* _What you have to do_
The listing below should be copied in full, word for word.

* _Supplied information_
*** Begin section ***
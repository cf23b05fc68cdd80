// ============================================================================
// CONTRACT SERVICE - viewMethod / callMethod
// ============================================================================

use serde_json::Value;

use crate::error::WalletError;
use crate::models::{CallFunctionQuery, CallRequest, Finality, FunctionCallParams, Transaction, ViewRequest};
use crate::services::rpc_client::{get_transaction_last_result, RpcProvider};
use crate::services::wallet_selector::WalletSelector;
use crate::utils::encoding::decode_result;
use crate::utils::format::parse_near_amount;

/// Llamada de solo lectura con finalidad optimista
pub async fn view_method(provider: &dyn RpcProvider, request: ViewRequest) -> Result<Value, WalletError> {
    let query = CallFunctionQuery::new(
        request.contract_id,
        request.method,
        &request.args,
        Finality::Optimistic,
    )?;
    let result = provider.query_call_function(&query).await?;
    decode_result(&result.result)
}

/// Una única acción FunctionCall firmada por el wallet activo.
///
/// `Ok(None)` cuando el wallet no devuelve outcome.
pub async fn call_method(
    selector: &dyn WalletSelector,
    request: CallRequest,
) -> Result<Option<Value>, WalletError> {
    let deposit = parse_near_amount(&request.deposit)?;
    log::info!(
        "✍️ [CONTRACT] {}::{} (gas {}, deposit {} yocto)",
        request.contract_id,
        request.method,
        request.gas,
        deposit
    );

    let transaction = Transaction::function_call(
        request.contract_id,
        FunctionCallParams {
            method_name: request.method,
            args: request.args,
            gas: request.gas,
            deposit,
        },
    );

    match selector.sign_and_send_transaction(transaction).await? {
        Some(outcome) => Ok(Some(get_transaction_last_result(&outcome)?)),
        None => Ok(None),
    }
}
*** End section ***
* _Result of the task_
repository cf23b05fc68cdd80
// ============================================================================
// CONTRACT SERVICE - viewMethod / callMethod
// ============================================================================

use serde_json::Value;

use crate::error::WalletError;
use crate::models::{CallFunctionQuery, CallRequest, Finality, FunctionCallParams, Transaction, ViewRequest};
use crate::services::rpc_client::{get_transaction_last_result, RpcProvider};
use crate::services::wallet_selector::WalletSelector;
use crate::utils::encoding::decode_result;
use crate::utils::format::parse_near_amount;

/// Llamada de solo lectura con finalidad optimista
pub async fn view_method(provider: &dyn RpcProvider, request: ViewRequest) -> Result<Value, WalletError> {
    let query = CallFunctionQuery::new(
        request.contract_id,
        request.method,
        &request.args,
        Finality::Optimistic,
    )?;
    let result = provider.query_call_function(&query).await?;
    decode_result(&result.result)
}

/// Una única acción FunctionCall firmada por el wallet activo.
///
/// `Ok(None)` cuando el wallet no devuelve outcome.
pub async fn call_method(
    selector: &dyn WalletSelector,
    request: CallRequest,
) -> Result<Option<Value>, WalletError> {
    let deposit = parse_near_amount(&request.deposit)?;
    log::info!(
        "✍️ [CONTRACT] {}::{} (gas {}, deposit {} yocto)",
        request.contract_id,
        request.method,
        request.gas,
        deposit
    );

    let transaction = Transaction::function_call(
        request.contract_id,
        FunctionCallParams {
            method_name: request.method,
            args: request.args,
            gas: request.gas,
            deposit,
        },
    );

    match selector.sign_and_send_transaction(transaction).await? {
        Some(outcome) => Ok(Some(get_transaction_last_result(&outcome)?)),
        None => Ok(None),
    }
}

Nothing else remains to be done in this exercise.